Another instance of this problem of over-engineering and squandering server and network resources is crawling a MediaWiki-based site. Many such solutions are hand-rolled, and prone to accidentally DDoSing their API endpoint. Odds are, you can get all of the data you need just based off of the API. And you'll get it a lot faster. Before architecting a solution to the problem of getting data from a MediaWiki-based site, take a look at the MediaWiki API documentation, and try to find a way to utilize it effectively and with the least number of requests. This helps make your solution scalable and keep your data source available.
Support Minimum and Maximum Versions
Not all MediaWiki-based applications are alike. Project Gutenberg is still on 1.13. Wikia is currently running on 1.19.2. Version 1.20 is in beta, with 1.21 following close on its heels. In fact, Wikipedia is currently powered by the WikiMedia Foundation's latest bi-weekly release for 1.21. API functionalities do change over time, so it's worth working off of the appropriate version's documentation.

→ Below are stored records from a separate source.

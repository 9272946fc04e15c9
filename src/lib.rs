//! OpenAPI Mock Server
//!
//! Serves plausible responses for every operation declared in an OpenAPI
//! document, so clients can be built and tested before the real service
//! exists.
//!
//! # Features
//!
//! - **Response Selection**: The lowest declared status code by default, or the
//!   one named in an `X-Mock-Response` header
//! - **Example Templates**: JSON examples are rendered with path parameters,
//!   random values and repeated array items
//! - **Latency Simulation**: `X-Mock-Latency` delays a response by the given milliseconds
//! - **Array Sizing**: `X-Mock-Count` sets how many items `JSONArray` produces
//!
//! # Example Document
//!
//! ```yaml
//! paths:
//!   /users/{id}:
//!     get:
//!       responses:
//!         '200':
//!           description: A user
//!           content:
//!             application/json:
//!               example: '{"id":"{{.Params.id}}","name":"{{.RandomFirstName}}"}'
//!         '404':
//!           description: No such user
//! ```

pub mod config;
pub mod error;
pub mod openapi;
pub mod random;
pub mod responder;
pub mod router;
pub mod selector;
pub mod server;
pub mod template;

pub use config::{ServerConfig, SpecSource};
pub use openapi::OpenApiDocument;
pub use responder::MockResponder;
pub use router::build_router;
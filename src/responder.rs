//! Per-operation request handling.
//!
//! A [`MockResponder`] owns the declared responses of one path and method. For
//! each request it selects a response, applies any requested latency, and
//! renders the response's JSON example.

use crate::config::ServerConfig;
use crate::openapi::{Example, MethodResponseTable};
use crate::selector::{self, Selection};
use crate::template::{self, RenderContext};
use axum::body::Body;
use axum::http::header::CONTENT_TYPE;
use axum::http::{HeaderMap, HeaderName, HeaderValue, Method, StatusCode};
use axum::response::{IntoResponse, Response};
use std::collections::HashMap;
use std::time::Duration;
use tracing::{debug, error, warn};

/// Explicit response key requested by the client.
pub const MOCK_RESPONSE_HEADER: HeaderName = HeaderName::from_static("x-mock-response");
/// Artificial latency in milliseconds.
pub const MOCK_LATENCY_HEADER: HeaderName = HeaderName::from_static("x-mock-latency");
/// Repeat count for `JSONArray` templates.
pub const MOCK_COUNT_HEADER: HeaderName = HeaderName::from_static("x-mock-count");
/// Description of the selected response.
pub const MOCK_DESCRIPTION_HEADER: HeaderName = HeaderName::from_static("x-mock-description");

const DEFAULT_ITEM_COUNT: i64 = 1;

/// Mock handler for one operation.
#[derive(Debug, Clone)]
pub struct MockResponder {
    path: String,
    method: Method,
    responses: MethodResponseTable,
    max_latency: Duration,
    max_item_count: i64,
}

impl MockResponder {
    pub fn new(
        path: impl Into<String>,
        method: Method,
        responses: MethodResponseTable,
        config: &ServerConfig,
    ) -> Self {
        Self {
            path: path.into(),
            method,
            responses,
            max_latency: config.max_latency,
            max_item_count: config.max_item_count,
        }
    }

    /// Handle a request with the given path parameters and headers.
    pub async fn respond(&self, params: HashMap<String, String>, headers: &HeaderMap) -> Response {
        let requested = header_str(headers, &MOCK_RESPONSE_HEADER);

        let Selection { status, response } = match selector::select(&self.responses, requested) {
            Ok(selection) => selection,
            Err(e) => {
                debug!(
                    method = %self.method,
                    path = %self.path,
                    requested = ?requested,
                    available = ?selector::selectable_keys(&self.responses),
                    error = %e,
                    "Response selection failed"
                );
                return e.into_response();
            }
        };

        let latency = self.requested_latency(headers);
        if !latency.is_zero() {
            debug!(path = %self.path, latency_ms = latency.as_millis() as u64, "Applying latency");
            tokio::time::sleep(latency).await;
        }

        let status = match StatusCode::from_u16(status) {
            Ok(status) => status,
            Err(e) => {
                error!(status, error = %e, "Declared status code is not usable");
                return (StatusCode::INTERNAL_SERVER_ERROR, e.to_string()).into_response();
            }
        };

        let mut response_headers = HeaderMap::new();
        response_headers.insert(
            MOCK_DESCRIPTION_HEADER,
            description_header(&response.description),
        );

        let Some(example) = response.json_example() else {
            debug!(method = %self.method, path = %self.path, %status, "Responding without body");
            return (status, response_headers).into_response();
        };

        response_headers.insert(CONTENT_TYPE, HeaderValue::from_static("application/json"));

        let ctx = RenderContext::new(params, self.requested_count(headers))
            .with_item_limit(self.max_item_count);
        let rendered = match example {
            Example::Template(source) => template::render(source, &ctx),
            Example::Structured(value) => template::render_json(value, &ctx),
        };
        let body = match rendered {
            Ok(body) => Body::from(body),
            Err(e) => {
                error!(
                    method = %self.method,
                    path = %self.path,
                    %status,
                    error = %e,
                    "Failed to render response example"
                );
                Body::empty()
            }
        };

        debug!(method = %self.method, path = %self.path, %status, "Responding with rendered example");
        (status, response_headers, body).into_response()
    }

    /// Requested latency, zero when absent or invalid, capped at the configured maximum.
    fn requested_latency(&self, headers: &HeaderMap) -> Duration {
        let Some(raw) = header_str(headers, &MOCK_LATENCY_HEADER) else {
            return Duration::ZERO;
        };
        let Ok(ms) = raw.parse::<u64>() else {
            debug!(value = raw, "Ignoring invalid latency header");
            return Duration::ZERO;
        };

        let latency = Duration::from_millis(ms);
        if latency > self.max_latency {
            warn!(
                requested_ms = ms,
                max_ms = self.max_latency.as_millis() as u64,
                "Requested latency capped"
            );
            return self.max_latency;
        }
        latency
    }

    /// Requested item count: 1 when absent or invalid, 0 when negative, capped
    /// at the configured maximum.
    fn requested_count(&self, headers: &HeaderMap) -> i64 {
        let count = header_str(headers, &MOCK_COUNT_HEADER)
            .and_then(|raw| raw.parse::<i64>().ok())
            .map_or(DEFAULT_ITEM_COUNT, |count| count.max(0));

        if count > self.max_item_count {
            warn!(requested = count, max = self.max_item_count, "Requested item count capped");
            return self.max_item_count;
        }
        count
    }
}

/// A non-empty, valid UTF-8 header value.
fn header_str<'h>(headers: &'h HeaderMap, name: &HeaderName) -> Option<&'h str> {
    headers
        .get(name)
        .and_then(|value| value.to_str().ok())
        .map(str::trim)
        .filter(|value| !value.is_empty())
}

/// Build a header value from free text, replacing control characters such as
/// line breaks with spaces.
fn description_header(description: &str) -> HeaderValue {
    let bytes: Vec<u8> = description
        .trim()
        .bytes()
        .map(|b| if (b < 0x20 && b != b'\t') || b == 0x7f { b' ' } else { b })
        .collect();
    HeaderValue::from_bytes(&bytes).unwrap_or_else(|_| HeaderValue::from_static(""))
}
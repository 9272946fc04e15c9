//! Error types for response selection, template rendering and document loading.

use axum::http::StatusCode;
use axum::response::{IntoResponse, Response};

/// Errors from choosing which declared response to return.
#[derive(Debug, Clone, PartialEq, Eq, thiserror::Error)]
pub enum SelectionError {
    /// The client asked for a response key the operation does not declare.
    #[error("no response available for requested status code {0:?}")]
    NoSuchResponse(String),

    /// A response key that must be a status code is not one.
    #[error("response key {0:?} is not a numeric status code")]
    InvalidStatusKey(String),

    /// The operation declares nothing that can be selected by default.
    #[error("operation declares no responses with a numeric status code")]
    NoResponsesDeclared,
}

impl SelectionError {
    /// HTTP status used when this error is returned to the client.
    pub fn status(&self) -> StatusCode {
        match self {
            Self::NoSuchResponse(_) | Self::InvalidStatusKey(_) | Self::NoResponsesDeclared => {
                StatusCode::BAD_REQUEST
            }
        }
    }
}

impl IntoResponse for SelectionError {
    fn into_response(self) -> Response {
        (self.status(), self.to_string()).into_response()
    }
}

/// Errors from parsing or executing an example template.
#[derive(Debug, Clone, PartialEq, Eq, thiserror::Error)]
pub enum TemplateError {
    /// Malformed template syntax.
    #[error("template: {line}:{column}: {message}")]
    Parse {
        line: usize,
        column: usize,
        message: String,
    },

    /// The template parsed but could not be evaluated.
    #[error("template: {0}")]
    Exec(String),
}

/// Errors from loading an API document.
#[derive(Debug, thiserror::Error)]
pub enum DocumentError {
    #[error("neither a path or URL to an OpenAPI spec file was provided")]
    NoSource,

    #[error("failed to read {path}: {source}")]
    Read {
        path: String,
        #[source]
        source: std::io::Error,
    },

    #[error("failed to fetch {url}: {source}")]
    Fetch {
        url: String,
        #[source]
        source: reqwest::Error,
    },

    #[error("invalid API document: {0}")]
    Parse(#[from] serde_yaml::Error),
}

#[cfg(test)]
mod tests {
    use super::*;

    #[test]
    fn test_selection_error_status() {
        assert_eq!(
            SelectionError::NoSuchResponse("999".to_string()).status(),
            StatusCode::BAD_REQUEST
        );
        assert_eq!(
            SelectionError::InvalidStatusKey("default".to_string()).status(),
            StatusCode::BAD_REQUEST
        );
        assert_eq!(
            SelectionError::NoResponsesDeclared.status(),
            StatusCode::BAD_REQUEST
        );
    }

    #[test]
    fn test_parse_error_message() {
        let err = TemplateError::Parse {
            line: 2,
            column: 5,
            message: "unclosed action".to_string(),
        };
        assert_eq!(err.to_string(), "template: 2:5: unclosed action");
    }
}
//! HTTP server lifecycle.

use crate::config::ServerConfig;
use axum::Router;
use tokio::net::TcpListener;
use tracing::{info, warn};

/// Errors that can occur when starting or running the server.
#[derive(Debug, thiserror::Error)]
pub enum ServerError {
    /// Failed to bind to the network address.
    #[error("bind error: {0}")]
    Bind(String),

    /// The server encountered a fatal error while serving.
    #[error("serve error: {0}")]
    Serve(String),
}

/// Bind the configured address and serve `router` until Ctrl-C.
pub async fn serve(config: &ServerConfig, router: Router) -> Result<(), ServerError> {
    let addr = config
        .socket_addr()
        .map_err(|e| ServerError::Bind(e.to_string()))?;

    let listener = TcpListener::bind(addr)
        .await
        .map_err(|e| ServerError::Bind(format!("bind failed on {addr}: {e}")))?;

    info!(%addr, "Mock server listening");

    axum::serve(listener, router)
        .with_graceful_shutdown(shutdown_signal())
        .await
        .map_err(|e| ServerError::Serve(e.to_string()))?;

    info!("Mock server stopped");
    Ok(())
}

async fn shutdown_signal() {
    match tokio::signal::ctrl_c().await {
        Ok(()) => info!("Shutdown signal received"),
        Err(e) => warn!(error = %e, "Failed to listen for shutdown signal"),
    }
}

Be Smart with Design Patterns
There are a number of ways you can design your solution to be resource-agnostic. Class inheritance may be a good way to handle this, assuming there are some subtle variations between what you want from Wikipedia and what you want from Wookieepedia. One thing to keep in mind is that since MediaWiki supports extensions, different resources may have different API functionalities, despite having identical versions. This means that you can develop towards a baseline behavior with a parent MediaWiki class, supporting API functionality of a given version, and then extend that class for different resources, based on what extensions they have.
If class inheritance doesn't work with your development paradigm, you may want to consider using dependency injection to control the resource end-point and supported functionalities. It really depends on what you're trying to get done as to what approach is most suitable. For an example of what moving from strict Wikipedia support to broad MediaWiki support, you can take a look at the pull request I have issued for Pattern, a Python-based web mining library.
Now that you have some ideas on how to more effectively access and interact with MediaWiki-based platforms, here are a couple of ideas on what you can do with numerous web mining resources:
- Compare a resource with a scholarly tone (e.g. Wikipedia) to a resource with a comedic tone (e.g. Uncyclopedia) for different topics or discourse markers
- Compare graph density between different domain areas
- Generate language models for a specific wiki community
- Aggregate information about a video game across general gaming, game-specific, and cheat-code-specific wikis
- Write a predictive model for categorizing new pages using their content
As far as working with user-generated content goes, MediaWiki provides an effective and collaborative way to expound on what interests you. This is what makes it a such a compelling platform. If you harness the power of MediaWiki, rather than the content of the Wikipedia community, you increase your access to UGC by an order of magnitude, and roughly for free. It's a win-win for everybody.